> Weekly Torah Portion > Intermediate > M'oray Ha'Aish


Lech Lecha (Genesis 12-17 )

by Rabbi Ari Kahn

Great people are made, not born. Sometimes they are self-made. Avraham was such a person. Born into the dark ages when decency was not common, he alone discovered the light and shared it with the world. His legacy is not merely the impact he had on his contemporaries, nor is he to be judged only by the deeds he performed in his lifetime. Quite the opposite is true: In his hometown, he was reviled. In his lifetime, the scope of his impact was limited, yet his teachings have spread throughout the world and throughout history. Jews, Muslims and Christians all over the world look to Avraham as their spiritual, if not biological, patriarch. Regrettably, there are times that it seems that the greatness of Avraham is one of the few things upon which these religions can agree.

Rabbi Soloveitchik once referred to Avraham as the "loneliest man who ever lived," the original "lonely man of faith." Avraham's greatness lay in his ability to see beyond societal beliefs and norms, and search for a truth that had eluded his contemporaries, but being the only man who believed in a deity with no needs, no appetites or desires made Avraham a loner. The concept of such a God befuddled the pagans and appalled their primitive logic, which required gods who could be manipulated and bribed.

Avraham's understanding of God led him to the realization that the creation of our world and of humankind was an act of benevolence and altruism. As soon as Avraham realized this, he knew there was, in fact, nothing he could do for God - so he set out to emulate God. And as he built his life around acts of kindness and morality, something magical happened: People responded. Love and decency became contagious. Talk of one God, all-powerful and without needs, began to spread. The lonely Avraham became popular. He gained a following, yet despite the inroads he made into the surrounding society, his success was limited. Even those closest to him - his nephew Lot and his son Yishamel - found the standards set by Avraham's living example too difficult to emulate. Avraham remained haIvri, the man perpetually set apart from others, always different, as if a river separated him from the rest of society. In modern parlance, he was always "on the wrong side of the tracks."
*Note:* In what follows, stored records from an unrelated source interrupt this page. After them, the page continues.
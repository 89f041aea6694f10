//! RecordStore — redb-backed persistence for rollout records.
//!
//! Exposes the atomic per-identity `upsert`/`delete`/`list_all` contract.
//! The fold passed to `upsert` runs inside a single write transaction, so
//! concurrent folds for the same identity serialize instead of clobbering
//! each other. A failed transaction never commits — the prior durable value
//! stays intact.

use std::path::Path;
use std::sync::Arc;

use redb::{Database, ReadableDatabase, ReadableTable};
use tracing::{debug, warn};

use crate::error::{StoreError, StoreResult};
use crate::tables::RECORDS;
use crate::types::RolloutRecord;

/// Convert any `Display` error into a `StoreError` variant via a closure factory.
macro_rules! map_err {
    ($variant:ident) => {
        |e| StoreError::$variant(e.to_string())
    };
}

/// Thread-safe rollout record store backed by redb.
#[derive(Clone)]
pub struct RecordStore {
    db: Arc<Database>,
}

impl RecordStore {
    /// Open (or create) a persistent record store at the given path.
    pub fn open(path: &Path) -> StoreResult<Self> {
        let db = Database::create(path).map_err(map_err!(Open))?;
        let store = Self { db: Arc::new(db) };
        store.ensure_tables()?;
        debug!(?path, "record store opened");
        Ok(store)
    }

    /// Create an ephemeral in-memory record store (for testing).
    pub fn open_in_memory() -> StoreResult<Self> {
        let backend = redb::backends::InMemoryBackend::new();
        let db = Database::builder()
            .create_with_backend(backend)
            .map_err(map_err!(Open))?;
        let store = Self { db: Arc::new(db) };
        store.ensure_tables()?;
        debug!("in-memory record store opened");
        Ok(store)
    }

    /// Create the records table if it doesn't exist yet.
    fn ensure_tables(&self) -> StoreResult<()> {
        let txn = self.db.begin_write().map_err(map_err!(Transaction))?;
        // Opening a table in a write transaction creates it if absent.
        txn.open_table(RECORDS).map_err(map_err!(Table))?;
        txn.commit().map_err(map_err!(Transaction))?;
        Ok(())
    }

    /// Atomically read-modify-write the record for `identity`.
    ///
    /// The fold receives the current record (`None` when absent) and returns
    /// the record to persist. Returning `None` leaves the store untouched —
    /// this is how a delete fold stays a no-op for an untracked identity.
    ///
    /// Returns the persisted record, or `None` when the fold declined.
    pub fn upsert<F>(&self, identity: &str, fold: F) -> StoreResult<Option<RolloutRecord>>
    where
        F: FnOnce(Option<RolloutRecord>) -> Option<RolloutRecord>,
    {
        let txn = self.db.begin_write().map_err(map_err!(Transaction))?;
        let next = {
            let mut table = txn.open_table(RECORDS).map_err(map_err!(Table))?;
            let current = match table.get(identity).map_err(map_err!(Read))? {
                Some(guard) => Some(
                    serde_json::from_slice::<RolloutRecord>(guard.value())
                        .map_err(map_err!(Deserialize))?,
                ),
                None => None,
            };
            match fold(current) {
                Some(next) => {
                    let value = serde_json::to_vec(&next).map_err(map_err!(Serialize))?;
                    table
                        .insert(identity, value.as_slice())
                        .map_err(map_err!(Write))?;
                    Some(next)
                }
                None => None,
            }
        };
        txn.commit().map_err(map_err!(Transaction))?;
        Ok(next)
    }

    /// Get a record by identity.
    pub fn get(&self, identity: &str) -> StoreResult<Option<RolloutRecord>> {
        let txn = self.db.begin_read().map_err(map_err!(Transaction))?;
        let table = txn.open_table(RECORDS).map_err(map_err!(Table))?;
        match table.get(identity).map_err(map_err!(Read))? {
            Some(guard) => {
                let record: RolloutRecord =
                    serde_json::from_slice(guard.value()).map_err(map_err!(Deserialize))?;
                Ok(Some(record))
            }
            None => Ok(None),
        }
    }

    /// Delete a record by identity. Returns true if it existed; deleting an
    /// absent identity is a no-op.
    pub fn delete(&self, identity: &str) -> StoreResult<bool> {
        let txn = self.db.begin_write().map_err(map_err!(Transaction))?;
        let existed;
        {
            let mut table = txn.open_table(RECORDS).map_err(map_err!(Table))?;
            existed = table.remove(identity).map_err(map_err!(Write))?.is_some();
        }
        txn.commit().map_err(map_err!(Transaction))?;
        debug!(%identity, existed, "record deleted");
        Ok(existed)
    }

    /// List all records.
    ///
    /// Each returned record is internally consistent (redb read transactions
    /// see committed values only). An entry that fails to deserialize is
    /// skipped with a warning rather than failing the whole listing, so one
    /// corrupt record cannot starve reconciliation of the others.
    pub fn list_all(&self) -> StoreResult<Vec<RolloutRecord>> {
        let txn = self.db.begin_read().map_err(map_err!(Transaction))?;
        let table = txn.open_table(RECORDS).map_err(map_err!(Table))?;
        let mut records = Vec::new();
        for entry in table.iter().map_err(map_err!(Read))? {
            let (key, value) = entry.map_err(map_err!(Read))?;
            match serde_json::from_slice::<RolloutRecord>(value.value()) {
                Ok(record) => records.push(record),
                Err(e) => {
                    warn!(identity = key.value(), error = %e, "skipping unreadable record");
                }
            }
        }
        Ok(records)
    }

    /// Number of stored records.
    pub fn count(&self) -> StoreResult<u64> {
        let txn = self.db.begin_read().map_err(map_err!(Transaction))?;
        let table = txn.open_table(RECORDS).map_err(map_err!(Table))?;
        Ok(table.iter().map_err(map_err!(Read))?.count() as u64)
    }

    /// Write raw bytes for a key, bypassing serialization.
    #[cfg(test)]
    fn put_raw(&self, identity: &str, value: &[u8]) -> StoreResult<()> {
        let txn = self.db.begin_write().map_err(map_err!(Transaction))?;
        {
            let mut table = txn.open_table(RECORDS).map_err(map_err!(Table))?;
            table.insert(identity, value).map_err(map_err!(Write))?;
        }
        txn.commit().map_err(map_err!(Transaction))?;
        Ok(())
    }
}

#[cfg(test)]
mod tests {
    use super::*;
    use crate::types::{AttrValue, SCHEMA_VERSION};
    use std::collections::BTreeMap;

    fn seed_record(identity: &str, ts: u64) -> RolloutRecord {
        RolloutRecord {
            identity: identity.to_string(),
            revision_hash: "5f6b8d9".to_string(),
            last_pod_name: format!("{identity}-5f6b8d9-x2k4p"),
            created_count: 1,
            deleted_count: 0,
            last_updated: ts,
            attributes: BTreeMap::new(),
            schema_version: SCHEMA_VERSION,
        }
    }

    // ── Upsert semantics ───────────────────────────────────────────

    #[test]
    fn upsert_creates_when_absent() {
        let store = RecordStore::open_in_memory().unwrap();

        let result = store
            .upsert("app-a", |current| {
                assert!(current.is_none());
                Some(seed_record("app-a", 1000))
            })
            .unwrap();

        assert!(result.is_some());
        let stored = store.get("app-a").unwrap().unwrap();
        assert_eq!(stored.created_count, 1);
    }

    #[test]
    fn upsert_folds_existing_record() {
        let store = RecordStore::open_in_memory().unwrap();
        store
            .upsert("app-a", |_| Some(seed_record("app-a", 1000)))
            .unwrap();

        store
            .upsert("app-a", |current| {
                let mut rec = current.unwrap();
                rec.created_count += 1;
                rec.last_updated = 1001;
                Some(rec)
            })
            .unwrap();

        let stored = store.get("app-a").unwrap().unwrap();
        assert_eq!(stored.created_count, 2);
        assert_eq!(stored.last_updated, 1001);
    }

    #[test]
    fn upsert_none_leaves_store_untouched() {
        let store = RecordStore::open_in_memory().unwrap();

        let result = store.upsert("ghost", |current| current).unwrap();

        assert!(result.is_none());
        assert!(store.get("ghost").unwrap().is_none());
        assert_eq!(store.count().unwrap(), 0);
    }

    #[test]
    fn upsert_does_not_cross_identities() {
        let store = RecordStore::open_in_memory().unwrap();
        store
            .upsert("app-a", |_| Some(seed_record("app-a", 1000)))
            .unwrap();
        store
            .upsert("app-b", |current| {
                assert!(current.is_none());
                Some(seed_record("app-b", 1000))
            })
            .unwrap();

        assert_eq!(store.count().unwrap(), 2);
    }

    #[test]
    fn concurrent_upserts_lose_no_folds() {
        let store = RecordStore::open_in_memory().unwrap();

        // 10 threads x 10 folds each — every increment must survive.
        std::thread::scope(|scope| {
            for _ in 0..10 {
                let store = store.clone();
                scope.spawn(move || {
                    for _ in 0..10 {
                        store
                            .upsert("app-a", |current| {
                                Some(match current {
                                    None => seed_record("app-a", 1000),
                                    Some(mut rec) => {
                                        rec.created_count += 1;
                                        rec
                                    }
                                })
                            })
                            .unwrap();
                    }
                });
            }
        });

        let stored = store.get("app-a").unwrap().unwrap();
        assert_eq!(stored.created_count, 100);
    }

    // ── Delete ─────────────────────────────────────────────────────

    #[test]
    fn delete_is_idempotent() {
        let store = RecordStore::open_in_memory().unwrap();
        store
            .upsert("app-a", |_| Some(seed_record("app-a", 1000)))
            .unwrap();

        assert!(store.delete("app-a").unwrap());
        assert!(!store.delete("app-a").unwrap());
        assert!(!store.delete("never-existed").unwrap());
        assert_eq!(store.count().unwrap(), 0);
    }

    // ── Listing ────────────────────────────────────────────────────

    #[test]
    fn list_all_returns_every_record() {
        let store = RecordStore::open_in_memory().unwrap();
        for name in ["app-a", "app-b", "app-c"] {
            store
                .upsert(name, |_| Some(seed_record(name, 1000)))
                .unwrap();
        }

        let all = store.list_all().unwrap();
        assert_eq!(all.len(), 3);
    }

    #[test]
    fn list_all_empty_store() {
        let store = RecordStore::open_in_memory().unwrap();
        assert!(store.list_all().unwrap().is_empty());
    }

    #[test]
    fn list_all_skips_unreadable_records() {
        let store = RecordStore::open_in_memory().unwrap();
        store
            .upsert("app-a", |_| Some(seed_record("app-a", 1000)))
            .unwrap();
        store.put_raw("corrupt", b"{not json").unwrap();

        let all = store.list_all().unwrap();
        assert_eq!(all.len(), 1);
        assert_eq!(all[0].identity, "app-a");

        // The corrupt entry stays in place for inspection.
        assert_eq!(store.count().unwrap(), 2);
    }

    // ── Attributes survive storage ─────────────────────────────────

    #[test]
    fn attributes_roundtrip_through_storage() {
        let store = RecordStore::open_in_memory().unwrap();
        let mut rec = seed_record("app-a", 1000);
        rec.attributes
            .insert("tier".to_string(), AttrValue::Str("web".to_string()));
        rec.attributes
            .insert("canary".to_string(), AttrValue::Bool(true));
        store.upsert("app-a", |_| Some(rec.clone())).unwrap();

        let stored = store.get("app-a").unwrap().unwrap();
        assert_eq!(stored.attributes, rec.attributes);
    }

    // ── Persistence (on-disk) ──────────────────────────────────────

    #[test]
    fn persistence_survives_reopen() {
        let dir = tempfile::tempdir().unwrap();
        let db_path = dir.path().join("records.redb");

        {
            let store = RecordStore::open(&db_path).unwrap();
            store
                .upsert("app-a", |_| Some(seed_record("app-a", 1000)))
                .unwrap();
        }

        // Reopen the same database file.
        let store = RecordStore::open(&db_path).unwrap();
        let stored = store.get("app-a").unwrap();
        assert!(stored.is_some());
        assert_eq!(stored.unwrap().created_count, 1);
    }
}
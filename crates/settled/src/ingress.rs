//! Notification ingress and health endpoints.
//!
//! The external watch adapter POSTs lifecycle notifications here. Malformed
//! bodies are rejected with 400 and dropped; a store failure answers 503 —
//! the notification is logged and dropped, and the next delivery retries
//! naturally against current state.
//!
//! # Routes
//!
//! | Method | Path | Description |
//! |---|---|---|
//! | POST | `/v1/notifications` | Ingest one lifecycle notification |
//! | GET | `/v1/records` | List tracked rollout records |
//! | GET | `/healthz` | Liveness (returns the current timestamp) |
//! | GET | `/readyz` | Readiness (probes the record store) |

use axum::extract::State;
use axum::http::StatusCode;
use axum::response::IntoResponse;
use axum::routing::{get, post};
use axum::{Json, Router};
use bytes::Bytes;
use tracing::warn;

use rollsettle_reducer::{EventReducer, PodNotification, ReduceError};
use rollsettle_state::RecordStore;

/// Shared state for ingress handlers.
#[derive(Clone)]
pub struct IngressState {
    pub store: RecordStore,
    pub reducer: EventReducer,
}

/// Build the ingress router.
pub fn build_router(state: IngressState) -> Router {
    Router::new()
        .route("/v1/notifications", post(ingest_notification))
        .route("/v1/records", get(list_records))
        .route("/healthz", get(healthz))
        .route("/readyz", get(readyz))
        .with_state(state)
}

/// POST /v1/notifications
async fn ingest_notification(
    State(state): State<IngressState>,
    body: Bytes,
) -> impl IntoResponse {
    let notification = match PodNotification::parse(&body) {
        Ok(notification) => notification,
        Err(e) => {
            warn!(error = %e, "dropping malformed notification");
            return (
                StatusCode::BAD_REQUEST,
                Json(serde_json::json!({"error": e.to_string()})),
            );
        }
    };

    match state.reducer.apply(&notification) {
        Ok(record) => (
            StatusCode::ACCEPTED,
            Json(serde_json::json!({
                "identity": notification.identity,
                "folded": record.is_some(),
            })),
        ),
        Err(ReduceError::Malformed(msg)) => {
            warn!(error = %msg, "dropping malformed notification");
            (
                StatusCode::BAD_REQUEST,
                Json(serde_json::json!({"error": msg})),
            )
        }
        Err(ReduceError::Store(e)) => {
            // Degraded storage: the notification is dropped, not queued.
            warn!(error = %e, "store rejected notification fold, dropping");
            (
                StatusCode::SERVICE_UNAVAILABLE,
                Json(serde_json::json!({"error": e.to_string()})),
            )
        }
    }
}

/// GET /v1/records
async fn list_records(State(state): State<IngressState>) -> impl IntoResponse {
    match state.store.list_all() {
        Ok(records) => (StatusCode::OK, Json(serde_json::json!(records))),
        Err(e) => (
            StatusCode::INTERNAL_SERVER_ERROR,
            Json(serde_json::json!({"error": e.to_string()})),
        ),
    }
}

/// GET /healthz
async fn healthz() -> impl IntoResponse {
    Json(serde_json::json!({
        "status": "ok",
        "now": epoch_secs(),
    }))
}

/// GET /readyz
async fn readyz(State(state): State<IngressState>) -> impl IntoResponse {
    match state.store.count() {
        Ok(records) => (
            StatusCode::OK,
            Json(serde_json::json!({"status": "ok", "records": records})),
        ),
        Err(e) => (
            StatusCode::SERVICE_UNAVAILABLE,
            Json(serde_json::json!({"status": "unavailable", "error": e.to_string()})),
        ),
    }
}

fn epoch_secs() -> u64 {
    std::time::SystemTime::now()
        .duration_since(std::time::UNIX_EPOCH)
        .unwrap_or_default()
        .as_secs()
}
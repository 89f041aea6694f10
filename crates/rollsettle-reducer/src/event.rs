//! Notification wire types.
//!
//! The ingress boundary between the external watch subsystem and the
//! reducer. Notifications carry the rollout identity (derived from an
//! application label), the lifecycle kind, and free-form metadata.

use std::collections::HashMap;

use serde::{Deserialize, Serialize};

use crate::reducer::ReduceError;

/// Maximum length of a sanitized identity (label-value convention).
const MAX_IDENTITY_LEN: usize = 63;

/// Lifecycle notification kind.
#[derive(Debug, Clone, Copy, PartialEq, Eq, Serialize, Deserialize)]
#[serde(rename_all = "snake_case")]
pub enum EventKind {
    Create,
    Delete,
}

/// One pod lifecycle notification as delivered by the watch subsystem.
#[derive(Debug, Clone, Serialize, Deserialize)]
pub struct PodNotification {
    /// Rollout identity (the app label value).
    pub identity: String,
    pub kind: EventKind,
    /// Pod template hash, when the watch surfaced it.
    #[serde(default, skip_serializing_if = "Option::is_none")]
    pub revision_hash: Option<String>,
    /// Name of the pod this notification is about.
    #[serde(default, skip_serializing_if = "Option::is_none")]
    pub pod_name: Option<String>,
    /// Free-form metadata (pod annotations); capture is driven by config.
    #[serde(default)]
    pub metadata: HashMap<String, serde_json::Value>,
}

impl PodNotification {
    /// Parse and validate a notification from its JSON wire form.
    pub fn parse(bytes: &[u8]) -> Result<Self, ReduceError> {
        let notification: Self =
            serde_json::from_slice(bytes).map_err(|e| ReduceError::Malformed(e.to_string()))?;
        notification.validate()?;
        Ok(notification)
    }

    /// Reject notifications that cannot be folded.
    pub fn validate(&self) -> Result<(), ReduceError> {
        if sanitize_identity(&self.identity).is_empty() {
            return Err(ReduceError::Malformed(
                "notification has no usable identity".to_string(),
            ));
        }
        Ok(())
    }
}

/// Normalize a raw identity into the storage key form.
///
/// Lowercases, maps anything outside `[a-z0-9._-]` to `-`, strips leading
/// and trailing separators, and caps the length at the label-value limit.
pub fn sanitize_identity(raw: &str) -> String {
    let mapped: String = raw
        .trim()
        .chars()
        .map(|c| {
            let c = c.to_ascii_lowercase();
            if c.is_ascii_alphanumeric() || c == '.' || c == '_' || c == '-' {
                c
            } else {
                '-'
            }
        })
        .collect();
    let trimmed = mapped.trim_matches(|c| c == '-' || c == '.' || c == '_');
    trimmed.chars().take(MAX_IDENTITY_LEN).collect()
}
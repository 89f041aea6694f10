//! rollsettle-reconcile — the periodic reconciler loop.
//!
//! On a fixed interval, lists every rollout record, classifies it against
//! the settle policy, and performs the resulting side effect: delete the
//! record (expire), or delete it and fire the follow-up action (fire).
//! Ticks are strictly serialized with themselves — the next sleep starts
//! only after the previous tick has finished.

pub mod reconciler;

pub use reconciler::{ActionCallback, Reconciler, TickSummary};
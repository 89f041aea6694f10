//! Event reducer — applies lifecycle notifications as record folds.
//!
//! Each notification becomes one fold through [`RecordStore::upsert`]. The
//! create fold seeds a record (capturing attributes exactly once) or
//! increments the created counter; the delete fold increments the deleted
//! counter and is a no-op for untracked identities — a delete arriving after
//! the record was reconciled away is expected, not an error.

use std::time::{SystemTime, UNIX_EPOCH};

use thiserror::Error;
use tracing::debug;

use rollsettle_state::{RecordStore, RolloutRecord, StoreError, SCHEMA_VERSION};

use crate::capture::AttributeCapture;
use crate::event::{sanitize_identity, EventKind, PodNotification};

/// Errors applying a notification.
#[derive(Debug, Error)]
pub enum ReduceError {
    /// The notification is missing required fields or is not parseable.
    #[error("malformed notification: {0}")]
    Malformed(String),

    /// The store rejected the fold; the notification is dropped and the
    /// prior record value is intact.
    #[error(transparent)]
    Store(#[from] StoreError),
}

/// Folds lifecycle notifications into the record store.
#[derive(Clone)]
pub struct EventReducer {
    store: RecordStore,
    capture: AttributeCapture,
}

impl EventReducer {
    /// Create a reducer over the given store.
    pub fn new(store: RecordStore, capture: AttributeCapture) -> Self {
        Self { store, capture }
    }

    /// Apply one notification, dispatching on its kind.
    ///
    /// Returns the record as persisted after the fold, or `None` when the
    /// fold was a no-op (delete for an untracked identity).
    pub fn apply(&self, notification: &PodNotification) -> Result<Option<RolloutRecord>, ReduceError> {
        notification.validate()?;
        match notification.kind {
            EventKind::Create => self.apply_create(notification).map(Some),
            EventKind::Delete => self.apply_delete(notification),
        }
    }

    /// Fold a create notification.
    ///
    /// Seeds the record on first sight of an identity (capturing attributes
    /// from this notification's metadata — later folds never overwrite them)
    /// or increments `created_count` and refreshes the informational fields.
    pub fn apply_create(&self, notification: &PodNotification) -> Result<RolloutRecord, ReduceError> {
        notification.validate()?;
        let identity = sanitize_identity(&notification.identity);
        let now = epoch_secs();
        let attributes = self.capture.extract(&notification.metadata);

        let record = self
            .store
            .upsert(&identity, |current| {
                Some(match current {
                    None => RolloutRecord {
                        identity: identity.clone(),
                        revision_hash: notification.revision_hash.clone().unwrap_or_default(),
                        last_pod_name: notification.pod_name.clone().unwrap_or_default(),
                        created_count: 1,
                        deleted_count: 0,
                        last_updated: now,
                        attributes,
                        schema_version: SCHEMA_VERSION,
                    },
                    Some(mut record) => {
                        record.created_count += 1;
                        if let Some(hash) = &notification.revision_hash {
                            record.revision_hash = hash.clone();
                        }
                        if let Some(name) = &notification.pod_name {
                            record.last_pod_name = name.clone();
                        }
                        record.last_updated = record.last_updated.max(now);
                        record
                    }
                })
            })?
            .expect("create fold always persists");

        debug!(
            %identity,
            created = record.created_count,
            deleted = record.deleted_count,
            "create notification folded"
        );
        Ok(record)
    }

    /// Fold a delete notification.
    ///
    /// Increments `deleted_count` for a tracked identity; returns `None`
    /// without touching the store when no record exists.
    pub fn apply_delete(
        &self,
        notification: &PodNotification,
    ) -> Result<Option<RolloutRecord>, ReduceError> {
        notification.validate()?;
        let identity = sanitize_identity(&notification.identity);
        let now = epoch_secs();

        let record = self.store.upsert(&identity, |current| {
            current.map(|mut record| {
                record.deleted_count += 1;
                record.last_updated = record.last_updated.max(now);
                record
            })
        })?;

        match &record {
            Some(record) => debug!(
                %identity,
                created = record.created_count,
                deleted = record.deleted_count,
                "delete notification folded"
            ),
            None => debug!(
                %identity,
                "delete for untracked rollout — record already reconciled away"
            ),
        }
        Ok(record)
    }
}

fn epoch_secs() -> u64 {
    SystemTime::now()
        .duration_since(UNIX_EPOCH)
        .unwrap_or_default()
        .as_secs()
}
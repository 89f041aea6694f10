//! Domain types for the rollout record store.
//!
//! A [`RolloutRecord`] accumulates the pod lifecycle history of one rollout
//! identity. Records are serialized to/from JSON for storage in redb.

use serde::{Deserialize, Serialize};
use std::collections::BTreeMap;

/// Stable key identifying one rollout's tracked record.
pub type Identity = String;

/// Current schema version written into new records.
pub const SCHEMA_VERSION: u32 = 1;

/// Per-rollout lifecycle counter record.
///
/// Counters are monotonic within a record's lifetime; `attributes` is fixed
/// at first creation and never overwritten by later folds. A record dies
/// only through explicit deletion by the reconciler.
#[derive(Debug, Clone, Serialize, Deserialize, PartialEq)]
pub struct RolloutRecord {
    /// Sanitized identity string; immutable after creation.
    pub identity: Identity,
    /// Rollout-generation fingerprint (pod template hash). Last-writer-wins.
    pub revision_hash: String,
    /// Name of the most recently observed pod. Last-writer-wins.
    pub last_pod_name: String,
    /// Number of create notifications folded in.
    pub created_count: u64,
    /// Number of delete notifications folded in.
    pub deleted_count: u64,
    /// Unix timestamp (seconds) of the most recent fold. Never decreases.
    pub last_updated: u64,
    /// Attributes captured at first creation of the record.
    #[serde(default)]
    pub attributes: BTreeMap<String, AttrValue>,
    /// Record format version, for forward compatibility.
    #[serde(default)]
    pub schema_version: u32,
}

/// Typed attribute value captured from notification metadata.
///
/// Values outside this union (arrays, objects) are captured as their JSON
/// string rendering rather than interpreted.
#[derive(Debug, Clone, Serialize, Deserialize, PartialEq)]
#[serde(untagged)]
pub enum AttrValue {
    Bool(bool),
    Num(f64),
    Str(String),
}

impl AttrValue {
    /// Coerce an arbitrary JSON value into the attribute union.
    pub fn from_json(value: &serde_json::Value) -> Self {
        match value {
            serde_json::Value::Bool(b) => AttrValue::Bool(*b),
            serde_json::Value::Number(n) => match n.as_f64() {
                Some(f) => AttrValue::Num(f),
                None => AttrValue::Str(n.to_string()),
            },
            serde_json::Value::String(s) => AttrValue::Str(s.clone()),
            other => AttrValue::Str(other.to_string()),
        }
    }

    /// Render the value as a plain string (for environment templating).
    pub fn render(&self) -> String {
        match self {
            AttrValue::Bool(b) => b.to_string(),
            AttrValue::Num(n) => n.to_string(),
            AttrValue::Str(s) => s.clone(),
        }
    }
}
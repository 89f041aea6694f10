//! Daemon configuration.
//!
//! All options are environment variables with documented defaults. An
//! absent or unparseable value falls back to its default with a warning —
//! bad configuration degrades, it never fails startup.

use std::path::PathBuf;
use std::time::Duration;

use tracing::warn;

use rollsettle_policy::PolicyWindows;

/// Recognized environment variables and their defaults.
///
/// | Variable | Default |
/// |---|---|
/// | `SETTLE_WINDOW_SECONDS` | `300` |
/// | `STALE_WINDOW_SECONDS` | `1800` |
/// | `RECONCILE_INTERVAL_SECONDS` | `10` |
/// | `CAPTURED_ATTRIBUTE_NAMES` | empty (comma-separated list) |
/// | `RECORD_STORE_LOCATION` | `/var/lib/rollsettle/records.redb` |
/// | `ACTION_ENDPOINT` | unset — fired actions are logged only |
/// | `ACTION_TIMEOUT_SECONDS` | `10` |
#[derive(Debug, Clone, PartialEq)]
pub struct Config {
    pub settle_window_secs: u64,
    pub stale_window_secs: u64,
    pub reconcile_interval_secs: u64,
    pub captured_attribute_names: Vec<String>,
    pub record_store_location: PathBuf,
    pub action_endpoint: Option<String>,
    pub action_timeout_secs: u64,
}

impl Default for Config {
    fn default() -> Self {
        Self {
            settle_window_secs: 300,
            stale_window_secs: 1800,
            reconcile_interval_secs: 10,
            captured_attribute_names: Vec::new(),
            record_store_location: PathBuf::from("/var/lib/rollsettle/records.redb"),
            action_endpoint: None,
            action_timeout_secs: 10,
        }
    }
}

impl Config {
    /// Read configuration from process environment variables.
    pub fn from_env() -> Self {
        Self::from_lookup(|key| std::env::var(key).ok())
    }

    /// Read configuration through an arbitrary lookup (for testing).
    pub fn from_lookup(lookup: impl Fn(&str) -> Option<String>) -> Self {
        let defaults = Self::default();

        Self {
            settle_window_secs: parse_secs(
                lookup("SETTLE_WINDOW_SECONDS"),
                "SETTLE_WINDOW_SECONDS",
                defaults.settle_window_secs,
            ),
            stale_window_secs: parse_secs(
                lookup("STALE_WINDOW_SECONDS"),
                "STALE_WINDOW_SECONDS",
                defaults.stale_window_secs,
            ),
            reconcile_interval_secs: parse_secs(
                lookup("RECONCILE_INTERVAL_SECONDS"),
                "RECONCILE_INTERVAL_SECONDS",
                defaults.reconcile_interval_secs,
            ),
            captured_attribute_names: lookup("CAPTURED_ATTRIBUTE_NAMES")
                .map(|raw| {
                    raw.split(',')
                        .map(str::trim)
                        .filter(|s| !s.is_empty())
                        .map(String::from)
                        .collect()
                })
                .unwrap_or_default(),
            record_store_location: lookup("RECORD_STORE_LOCATION")
                .map(PathBuf::from)
                .unwrap_or(defaults.record_store_location),
            action_endpoint: lookup("ACTION_ENDPOINT").filter(|s| !s.trim().is_empty()),
            action_timeout_secs: parse_secs(
                lookup("ACTION_TIMEOUT_SECONDS"),
                "ACTION_TIMEOUT_SECONDS",
                defaults.action_timeout_secs,
            ),
        }
    }

    /// Policy windows from the configured thresholds.
    ///
    /// An inverted pair (settle >= stale) falls back to the default windows
    /// rather than refusing to start.
    pub fn windows(&self) -> PolicyWindows {
        match PolicyWindows::new(self.settle_window_secs, self.stale_window_secs) {
            Ok(windows) => windows,
            Err(e) => {
                warn!(error = %e, "invalid window configuration, using defaults");
                let defaults = Self::default();
                PolicyWindows::new(defaults.settle_window_secs, defaults.stale_window_secs)
                    .expect("default windows are valid")
            }
        }
    }

    /// Reconciliation interval as a duration.
    pub fn reconcile_interval(&self) -> Duration {
        Duration::from_secs(self.reconcile_interval_secs)
    }

    /// Action submission timeout as a duration.
    pub fn action_timeout(&self) -> Duration {
        Duration::from_secs(self.action_timeout_secs)
    }
}

/// Parse a seconds value, falling back to a default on garbage.
fn parse_secs(raw: Option<String>, key: &str, default: u64) -> u64 {
    match raw {
        Some(value) => match value.trim().parse() {
            Ok(secs) => secs,
            Err(_) => {
                warn!(%key, %value, "unparseable seconds value, using default");
                default
            }
        },
        None => default,
    }
}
Despite the experiences of his own lifetime, from the vantage point we enjoy, Avraham's profound loneliness was only a temporary state: God Himself became Avraham's greatest companion. God took Avraham for a stroll and invited him to look at the beautiful night sky, bright with the light of millions of stars. Avraham was told that one day his descendants would be like the stars. Indeed, this promise has been fulfilled not only in a quantitative sense, but in a qualitative sense: Avraham's descendants brought light to the darkness, compassion and altruism to the dark ages of paganism and barbarism. Avraham's followers taught kindness, decency and love, and illuminated the darkness of the human condition. Like the beauty of the stars on a dark night, Avraham's descendants fill the sky. And the most luminous light of all, the brightest guiding star, was Avraham himself - the father of love and light.